A Facebook leaked memo from an executive in the company was published by BuzzFeed on Thursday. The internal memo, dating from June 2016, was written by Andrew “Boz” Bosworth who is currently in charge of the company’s hardware division. The Facebook leaked memo stated that Bosworth wanted to “talk about the ugly” regarding the company’s work – and it appears from the content within that the content was quite ugly indeed.

An excerpt from the memo reads “We connect people. Period…That’s why all the work we do in growth is justified. All the questionable contact importing practices. All the subtle language that helps people stay searchable by friends. All of the work we do to bring more communication in. The work we will likely have to do in China some day. All of it.”

After the Facebook leaked memo came to light, Bosworth took to Twitter in an effort to defend himself. “I don’t agree with the post today and I didn’t agree with it even when I wrote it,” he tweeted. “The purpose of this post, like many others I have written internally, was to bring to the surface issues I felt deserved more discussion with the broader company.”

Whether Bosworth believed with the content he discussed in the Facebook leaked memo is up for debate, but it’s clear that the words were written for a reason. Whether Bosworth was truly praising the mission of the company to connect people or if he was writing it as a criticism of the company’s over-zealous practices regarding keeping people together at all costs, it’s clear that Facebook may have overstepped some boundaries when it comes to protecting data.

The Facebook leaked memo comes at a particularly rough time for the company, due to the recent Cambridge Analytica scandal where it was revealed that a company had used data gleaned from Facebook in order to allegedly sway the results of the United States presidential election. While many were aware that Facebook used their data in order to make profit, very few recognized the extent to which their activity was analyzed and used in an effort to sway public opinion on a number of important issues. The company has lost a huge amount of value in a short amount of time due to investors becoming spooked at the public outrage and mass exodus from the service, and this internal memo will no doubt add more fuel to the fire.

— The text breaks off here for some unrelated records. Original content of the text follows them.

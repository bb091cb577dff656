//! bmsboot CLI - program BMS controllers through their serial bootloader.
//!
//! ## Features
//!
//! - Detect whether the application or the bootloader is running
//! - Switch between application and bootloader
//! - Write, erase and read back flash
//! - Interactive serial port selection
//! - Shell completion generation
//! - Environment variable and config file support

use anyhow::Result;
use bmsboot::{Generation, PageSize};
use clap::{Parser, Subcommand};
use clap_complete::Shell;
use console::style;
use env_logger::Env;
use log::debug;
use std::env;
use std::path::PathBuf;
use std::sync::atomic::{AtomicBool, Ordering};

mod commands;
mod config;
mod output;
mod serial;

use config::Config;

/// Whether stderr is a terminal (set once at startup).
static STDERR_IS_TTY: AtomicBool = AtomicBool::new(true);

/// Set by the Ctrl-C handler.
static INTERRUPTED: AtomicBool = AtomicBool::new(false);

/// Check if animations should be used (TTY and colors enabled).
pub(crate) fn use_fancy_output() -> bool {
    STDERR_IS_TTY.load(Ordering::Relaxed) && console::colors_enabled_stderr()
}

/// Whether Ctrl-C was pressed.
pub(crate) fn was_interrupted() -> bool {
    INTERRUPTED.load(Ordering::SeqCst)
}

/// Errors with a dedicated exit code.
#[derive(Debug, thiserror::Error)]
pub(crate) enum CliError {
    /// Bad invocation or missing setup (exit code 2).
    #[error("{0}")]
    Usage(String),
    /// Stopped by the user (exit code 130).
    #[error("{0}")]
    Cancelled(String),
}

/// Process exit code for an error.
fn exit_code(err: &anyhow::Error) -> i32 {
    if let Some(cli_err) = err.downcast_ref::<CliError>() {
        return match cli_err {
            CliError::Usage(_) => 2,
            CliError::Cancelled(_) => 130,
        };
    }
    match err.downcast_ref::<bmsboot::Error>() {
        Some(bmsboot::Error::OperationCancelled) => 130,
        _ => 1,
    }
}

/// bmsboot - program BMS controllers through their serial bootloader.
///
/// Environment variables:
///   BMSBOOT_PORT              - Default serial port
///   BMSBOOT_BAUD              - Baud rate (default: 38400)
///   BMSBOOT_NON_INTERACTIVE   - Non-interactive mode (disable prompts)
#[derive(Parser)]
#[command(name = "bmsboot")]
#[command(author, version, about, long_about = None)]
#[command(propagate_version = true)]
#[command(after_help = "Examples:\n  \
    bmsboot -p /dev/ttyUSB0 detect\n  \
    bmsboot write firmware.bin --verify\n  \
    bmsboot read dump.bin --length 0x4000")]
pub(crate) struct Cli {
    /// Serial port to use (auto-detected if not specified).
    #[arg(short, long, global = true, env = "BMSBOOT_PORT")]
    pub port: Option<String>,

    /// Baud rate.
    #[arg(short, long, global = true, env = "BMSBOOT_BAUD")]
    pub baud: Option<u32>,

    /// Wire format generation (crc16, xor).
    #[arg(long, global = true, value_parser = parse_generation)]
    pub protocol: Option<Generation>,

    /// Verbose output level (-v, -vv, -vvv for increasing detail).
    #[arg(short, long, global = true, action = clap::ArgAction::Count)]
    pub verbose: u8,

    /// Quiet mode (suppress console messages).
    #[arg(short, long, global = true)]
    pub quiet: bool,

    /// Non-interactive mode (fail instead of prompting).
    #[arg(long, global = true, env = "BMSBOOT_NON_INTERACTIVE")]
    pub non_interactive: bool,

    /// Path to a configuration file.
    #[arg(long = "config", global = true, value_name = "PATH")]
    pub config_path: Option<PathBuf>,

    #[command(subcommand)]
    pub command: Commands,
}

/// Available commands.
#[derive(Subcommand)]
pub(crate) enum Commands {
    /// List available serial ports.
    ListPorts {
        /// Open every candidate name instead of trusting the OS list.
        #[arg(long)]
        scan: bool,

        /// Output port list as JSON to stdout.
        #[arg(long)]
        json: bool,
    },

    /// Report whether the application or the bootloader is running.
    Detect,

    /// Switch between application and bootloader.
    Switch,

    /// Program a raw binary image.
    Write {
        /// Firmware image.
        firmware: PathBuf,

        /// Erase page size in bytes (128, 256, 2048).
        #[arg(long, value_parser = parse_page_size)]
        page_size: Option<PageSize>,

        /// Erase the whole flash instead of the pages the image covers.
        #[arg(long)]
        global_erase: bool,

        /// User-code address (hex).
        #[arg(short, long)]
        address: Option<String>,

        /// Read the image back after programming.
        #[arg(long)]
        verify: bool,

        /// Do not write the firmware validation marker.
        #[arg(long)]
        no_mark: bool,
    },

    /// Erase the whole flash.
    Erase {
        /// Skip the confirmation prompt.
        #[arg(short, long)]
        yes: bool,
    },

    /// Save flash contents to a file.
    Read {
        /// Output file.
        output: PathBuf,

        /// Number of bytes (decimal or 0x-prefixed hex).
        #[arg(short, long, value_parser = parse_size)]
        length: usize,

        /// Start address (hex, defaults to the user-code address).
        #[arg(short, long)]
        address: Option<String>,
    },

    /// Generate shell completion scripts.
    Completions {
        /// Shell type (detected from $SHELL if omitted).
        #[arg(value_enum)]
        shell: Option<Shell>,
    },
}

fn parse_generation(s: &str) -> Result<Generation, String> {
    s.parse()
}

fn parse_page_size(s: &str) -> Result<PageSize, String> {
    s.parse().map_err(|e: bmsboot::Error| e.to_string())
}

/// Parse a byte count given as decimal or 0x-prefixed hex.
fn parse_size(s: &str) -> Result<usize, String> {
    let s = s.trim();
    let parsed = match s.strip_prefix("0x").or_else(|| s.strip_prefix("0X")) {
        Some(hex) => usize::from_str_radix(hex, 16),
        None => s.parse(),
    };
    match parsed {
        Ok(0) => Err("length must be greater than zero".to_string()),
        Ok(n) => Ok(n),
        Err(e) => Err(format!("Invalid length: {e}")),
    }
}

fn init_logging(cli: &Cli) {
    let log_level = if cli.quiet {
        "error"
    } else {
        match cli.verbose {
            0 => "warn",
            1 => "info",
            2 => "debug",
            _ => "trace",
        }
    };
    env_logger::Builder::from_env(Env::default().default_filter_or(log_level))
        .format_target(cli.verbose >= 2)
        .format_timestamp(if cli.verbose >= 2 {
            Some(env_logger::TimestampPrecision::Millis)
        } else {
            None
        })
        .init();
}

fn run(cli: &Cli) -> Result<()> {
    let config = if let Some(ref path) = cli.config_path {
        Config::load_from_path(path)
    } else {
        Config::load()
    };

    match &cli.command {
        Commands::ListPorts { scan, json } => commands::ports::cmd_list_ports(cli, *scan, *json),
        Commands::Detect => commands::device::cmd_detect(cli, &config),
        Commands::Switch => commands::device::cmd_switch(cli, &config),
        Commands::Write {
            firmware,
            page_size,
            global_erase,
            address,
            verify,
            no_mark,
        } => commands::flash::cmd_write(
            cli,
            &config,
            &commands::flash::WriteOptions {
                firmware,
                page_size: *page_size,
                global_erase: *global_erase,
                address: address.as_deref(),
                verify: *verify,
                mark_valid: !*no_mark,
            },
        ),
        Commands::Erase { yes } => commands::flash::cmd_erase(cli, &config, *yes),
        Commands::Read {
            output,
            length,
            address,
        } => commands::flash::cmd_read(cli, &config, output, *length, address.as_deref()),
        Commands::Completions { shell } => commands::completions::cmd_completions(*shell),
    }
}

fn main() {
    // --- NO_COLOR and TTY detection ---
    let stderr_is_tty = console::Term::stderr().is_term();
    STDERR_IS_TTY.store(stderr_is_tty, Ordering::Relaxed);
    if env::var("NO_COLOR").is_ok() || !stderr_is_tty {
        console::set_colors_enabled(false);
        console::set_colors_enabled_stderr(false);
    }

    let cli = Cli::parse();
    init_logging(&cli);
    debug!(
        "bmsboot v{} (verbose level: {})",
        env!("CARGO_PKG_VERSION"),
        cli.verbose
    );

    // First Ctrl-C stops the transfer between chunks, the second one exits
    if let Err(e) = ctrlc::set_handler(|| {
        if INTERRUPTED.swap(true, Ordering::SeqCst) {
            std::process::exit(130);
        }
    }) {
        debug!("Failed to install Ctrl-C handler: {e}");
    }

    if let Err(err) = run(&cli) {
        eprintln!("{} {err:#}", style("Error:").red().bold());
        std::process::exit(exit_code(&err));
    }
}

Later on in the post, Bosworth uses some pretty damning language when discussing the negative effects of connecting people around the world, and seems to imply that connecting people above all else justifies the use of the platform for potentially nefarious purposes.

“Maybe it costs a life by exposing someone to bullies,” he says. “Maybe someone dies in a terrorist attack coordinated on our tools.”

While the Facebook leaked memo is certainly concerning and contains some ugly news as to how the company seems to operate, it also seems to fly in the face of Facebook’s modus operandi, with the company generally taking efforts to move forward quickly and prioritize profit and expansion without seeming to look at the implications. While Bosworth’s statements in the internal memo could potentially be looked at as a tacit endorsement of the sort of activity that could even potentially cost lives, it also brings to light some of the implications of the practices that the company may have been involved in. If this is truly his train of thought, it’s certainly possible that Bosworth wrote the Facebook leaked memo in an effort to draw attention to the incredible damage that a platform with such unrestrained reach could cause in the hands of people who would use data for unsavory purposes.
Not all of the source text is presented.